葵が得意げに語ると、ズールは不思議そうに首をかしげた。「……ドラマとは何だ?」


「例えば、他の人が狙ってるお惣菜を横目で見ながら、どのタイミングで手を出すか考えるでしょ?そのスリルがたまらないんだって!あと、半額シールを貼る店員さんの動きも読み取らなきゃいけないから、めっちゃ集中力いるんだよ!」


葵が身振り手振りを交えながら熱弁を振るうと、ズールはますます混乱した様子で目をぱちくりさせた。

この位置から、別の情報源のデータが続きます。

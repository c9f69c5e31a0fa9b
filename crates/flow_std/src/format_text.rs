use flow_core::pin::PinType;
use flow_core::value::Text;
use flow_core::{DataPinResolveResult, DataPinResult, DataPinValueSupplier, Node, Pin};
use flow_core::{SupplyCtx, Value};
use serde::{Deserialize, Serialize};

/// Supplies text built from a format string and a set of named parameters.
///
/// Every `{Name}` placeholder in the `Format` pin's text is replaced with the
/// resolved value of the parameter pin called `Name`. Placeholders naming no
/// parameter are left as they are.
///
/// The result may be requested as `Text`, `String` or `Name`.
#[derive(Clone, Debug, Default, PartialEq, Deserialize, Serialize)]
pub struct FormatText {
    /// Used when nothing is connected to the `Format` pin.
    pub format: Text,
    /// The parameter pins along with their default values.
    pub params: Vec<(String, Value)>,
}

impl FormatText {
    /// The data pin carrying the format string.
    pub const FORMAT: &'static str = "Format";
    /// The data pin supplying the formatted text.
    pub const FORMATTED_TEXT: &'static str = "Formatted Text";

    pub fn new(format: impl Into<String>) -> Self {
        FormatText {
            format: Text(format.into()),
            params: vec![],
        }
    }

    /// Builder for a named parameter with a default value.
    pub fn with_param(mut self, name: impl Into<String>, value: impl Into<Value>) -> Self {
        self.params.push((name.into(), value.into()));
        self
    }

    fn param(&self, name: &str) -> Option<&Value> {
        self.params.iter().find(|(n, _)| n == name).map(|(_, v)| v)
    }

    /// Resolve the format and every parameter, then substitute.
    fn try_format(&self, ctx: &SupplyCtx) -> Result<String, DataPinResolveResult> {
        let format = ctx.resolve::<Text>(Self::FORMAT);
        let Some(Text(format)) = format.into_value() else {
            return Err(DataPinResolveResult::FailedWithError);
        };
        let mut args = Vec::with_capacity(self.params.len());
        for (name, default) in &self.params {
            let pin_type = default.pin_type();
            if matches!(pin_type, PinType::Exec | PinType::InstancedStruct) {
                log::warn!("`{name}` cannot be used as a text format parameter");
                return Err(DataPinResolveResult::FailedWithError);
            }
            match ctx.resolve_value(name, pin_type).into_value() {
                Some(value) => args.push((&name[..], value)),
                None => return Err(DataPinResolveResult::FailedWithError),
            }
        }
        Ok(format_named(&format, &args))
    }
}

impl DataPinValueSupplier for FormatText {
    fn try_supply_data_pin(&self, ctx: &SupplyCtx, pin: &str, pin_type: PinType) -> DataPinResult<Value> {
        if pin == Self::FORMAT {
            return match pin_type {
                PinType::Text => DataPinResult::success(Value::Text(self.format.clone())),
                _ => DataPinResult::failed(DataPinResolveResult::FailedMismatchedType),
            };
        }
        if let Some(value) = self.param(pin) {
            return match pin_type == value.pin_type() {
                true => DataPinResult::success(value.clone()),
                false => DataPinResult::failed(DataPinResolveResult::FailedMismatchedType),
            };
        }
        if pin != Self::FORMATTED_TEXT {
            return DataPinResult::invalid();
        }

        let text = match self.try_format(ctx) {
            Ok(text) => text,
            Err(result) => return DataPinResult::failed(result),
        };
        match pin_type {
            PinType::Text => DataPinResult::success(Value::Text(Text(text))),
            PinType::String => DataPinResult::success(Value::String(text)),
            PinType::Name => DataPinResult::success(Value::Name(flow_core::value::Name(text))),
            _ => DataPinResult::failed(DataPinResolveResult::FailedMismatchedType),
        }
    }
}

impl Node for FormatText {
    fn input_pins(&self) -> Vec<Pin> {
        let mut pins = vec![Pin::new(Self::FORMAT, PinType::Text).with_default()];
        for (name, value) in &self.params {
            pins.push(Pin::new(name.clone(), value.pin_type()).with_default());
        }
        pins
    }

    fn output_pins(&self) -> Vec<Pin> {
        vec![Pin::new(Self::FORMATTED_TEXT, PinType::Text)]
    }
}

/// Replace `{name}` placeholders with the matching argument.
pub fn format_named(format: &str, args: &[(&str, Value)]) -> String {
    let mut out = String::with_capacity(format.len());
    let mut rest = format;
    while let Some(start) = rest.find('{') {
        out.push_str(&rest[..start]);
        let after = &rest[start + 1..];
        let Some(end) = after.find('}') else {
            out.push_str(&rest[start..]);
            return out;
        };
        let name = &after[..end];
        match args.iter().find(|(n, _)| *n == name) {
            Some((_, value)) => out.push_str(&value.to_string()),
            None => out.push_str(&rest[start..start + end + 2]),
        }
        rest = &after[end + 1..];
    }
    out.push_str(rest);
    out
}

#[cfg(test)]
mod tests {
    use super::*;

    #[test]
    fn unknown_placeholders_are_kept() {
        let args = [("Name", Value::String("Ada".into())), ("Count", Value::Int(3))];
        let s = format_named("{Name} has {Count} {Things}", &args);
        assert_eq!(s, "Ada has 3 {Things}");
    }

    #[test]
    fn unclosed_brace_is_kept() {
        assert_eq!(format_named("a {b", &[]), "a {b");
    }
}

_______________________________________


最終的にズールは、自らの行為が地球の文化において不適切であったことを認めた。「どうやら我々の社会と地球の価値観には大きな隔たりがあるようだ。我が星に帰還した際、報告書に記載しておこう……“地球人は半額セールに魂を懸けている”と。」


「おっ、それいいね!正しい認識だよ!」葵は満面の笑みで答えた。「でもね、ズールさん。これからはもう少し地球のルールを尊重してほしいな。分かった?」


ズールは静かに頷き、取り調べ室の空気が少し緩んだ。その後、ズールは冥府機関の収容施設へと連行され、地球文化に関する更なる教育を受けることとなった。


_______________________________________


取り調べを終えた葵は、仲間たちに任務報告を提出し、疲れた様子でソファに腰を下ろした。「ふぅ……まさか半額セールに宇宙人が絡むなんて思わなかったよ。でも、なんか面白かったなぁ!」


彼女の明るい笑顔は、今回の奇妙な任務を象徴するかのようだった。そして彼女の手には、取り調べ室でズールから差し出された「謝罪の品」としてのパック肉がしっかりと握られていた。